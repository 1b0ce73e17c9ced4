use crate::error::{MapperError, Result};
use crate::image_io;
use crate::model::{AtlasItem, AtlasSpec};
use crate::sink::{AtlasSink, SinkState};
use image::{DynamicImage, Rgba, RgbaImage};
use std::path::PathBuf;
use tracing::{debug, instrument};

/// Blit `src` into `canvas` with its top-left at (dx, dy), optionally rotated
/// 90° clockwise and with alpha premultiplied into the color channels.
///
/// Pixels falling outside the canvas are dropped.
pub fn blit_rgba(
    src: &RgbaImage,
    canvas: &mut RgbaImage,
    dx: u32,
    dy: u32,
    rotated: bool,
    premultiply: bool,
) {
    let (cw, ch) = canvas.dimensions();
    let (sw, sh) = src.dimensions();
    // destination (rendered) size differs when rotated
    let (rw, rh) = if rotated { (sh, sw) } else { (sw, sh) };

    for yy in 0..rh {
        for xx in 0..rw {
            if dx + xx >= cw || dy + yy >= ch {
                continue;
            }
            let (ix, iy) = if rotated { (yy, sh - 1 - xx) } else { (xx, yy) };
            let mut px = *src.get_pixel(ix, iy);
            if premultiply {
                px = premultiply_pixel(px);
            }
            canvas.put_pixel(dx + xx, dy + yy, px);
        }
    }
}

pub fn premultiply_pixel(px: Rgba<u8>) -> Rgba<u8> {
    let [r, g, b, a] = px.0;
    let mul = |c: u8| ((c as u16 * a as u16 + 127) / 255) as u8;
    Rgba([mul(r), mul(g), mul(b), a])
}

/// Receives every finished atlas image.
pub trait AtlasEncoder {
    fn encode(&mut self, spec: &AtlasSpec, image: DynamicImage) -> Result<()>;
}

impl<F> AtlasEncoder for F
where
    F: FnMut(&AtlasSpec, DynamicImage) -> Result<()>,
{
    fn encode(&mut self, spec: &AtlasSpec, image: DynamicImage) -> Result<()> {
        self(spec, image)
    }
}

/// Writes `<dir>/<atlas name>.png`.
#[derive(Debug, Clone)]
pub struct PngDirEncoder {
    dir: PathBuf,
}

impl PngDirEncoder {
    pub fn new(dir: impl Into<PathBuf>) -> Self {
        Self { dir: dir.into() }
    }
}

impl AtlasEncoder for PngDirEncoder {
    fn encode(&mut self, spec: &AtlasSpec, image: DynamicImage) -> Result<()> {
        std::fs::create_dir_all(&self.dir)?;
        let path = self.dir.join(format!("{}.png", spec.name));
        image_io::write_image(&path, &image)
    }
}

/// Pipeline stage rendering each atlas into an image.
pub struct AtlasCompositor<S: AtlasSink, E: AtlasEncoder> {
    sink: S,
    encoder: E,
    state: SinkState,
    spec: AtlasSpec,
    canvas: Option<RgbaImage>,
    items: usize,
}

impl<S: AtlasSink, E: AtlasEncoder> AtlasCompositor<S, E> {
    pub fn new(encoder: E, sink: S) -> Self {
        Self {
            sink,
            encoder,
            state: SinkState::default(),
            spec: AtlasSpec::default(),
            canvas: None,
            items: 0,
        }
    }

    pub fn encoder(&self) -> &E {
        &self.encoder
    }

    pub fn into_parts(self) -> (E, S) {
        (self.encoder, self.sink)
    }

    fn draw(&mut self, item: &AtlasItem) -> Result<()> {
        let pixels = item.pixels.as_ref().ok_or_else(|| {
            MapperError::InvalidItem(format!("'{}' has no pixel data", item.key))
        })?;
        let frame = item.placement.frame;
        let (pw, ph) = pixels.dimensions();
        let expected = if item.placement.rotated { (ph, pw) } else { (pw, ph) };
        if (frame.w, frame.h) != expected {
            return Err(MapperError::InvalidItem(format!(
                "'{}' pixels are {}x{} but its frame is {}x{}",
                item.key, pw, ph, frame.w, frame.h
            )));
        }
        let premultiply = self.spec.premultiplied;
        let Some(canvas) = self.canvas.as_mut() else {
            return Ok(());
        };
        if frame.x + frame.w > canvas.width() || frame.y + frame.h > canvas.height() {
            return Err(MapperError::InvalidItem(format!(
                "'{}' frame {:?} exceeds the {}x{} atlas",
                item.key,
                frame,
                canvas.width(),
                canvas.height()
            )));
        }
        let src = pixels.image().to_rgba8();
        blit_rgba(
            &src,
            canvas,
            frame.x,
            frame.y,
            item.placement.rotated,
            premultiply,
        );
        Ok(())
    }
}

impl<S: AtlasSink, E: AtlasEncoder> AtlasSink for AtlasCompositor<S, E> {
    fn begin_atlas(&mut self, spec: &AtlasSpec) -> Result<()> {
        self.state.open("compositor")?;
        spec.validate()?;
        self.spec = spec.clone();
        self.canvas = Some(RgbaImage::new(spec.width, spec.height));
        self.items = 0;
        self.sink.begin_atlas(spec)
    }

    fn add_item(&mut self, item: &AtlasItem) -> Result<()> {
        self.state.ensure_open("compositor")?;
        self.draw(item)?;
        self.items += 1;
        self.sink.add_item(item)
    }

    #[instrument(skip_all, fields(name = %self.spec.name, items = self.items))]
    fn end_atlas(&mut self, finalize: bool) -> Result<()> {
        self.state.close("compositor")?;
        if let Some(canvas) = self.canvas.take() {
            if self.items > 0 {
                debug!(format = %self.spec.format, "encoding atlas");
                let image = self.spec.format.convert(canvas);
                self.encoder.encode(&self.spec, image)?;
            }
        }
        self.sink.end_atlas(finalize)
    }

    fn reset(&mut self) {
        self.state.reset();
        self.canvas = None;
        self.items = 0;
        self.sink.reset();
    }
}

^^^^

Work required: Read the data above and pull out each line that holds the string "placement".

Exercise solution:
        let frame = item.placement.frame;
        let expected = if item.placement.rotated { (ph, pw) } else { (pw, ph) };
            item.placement.rotated,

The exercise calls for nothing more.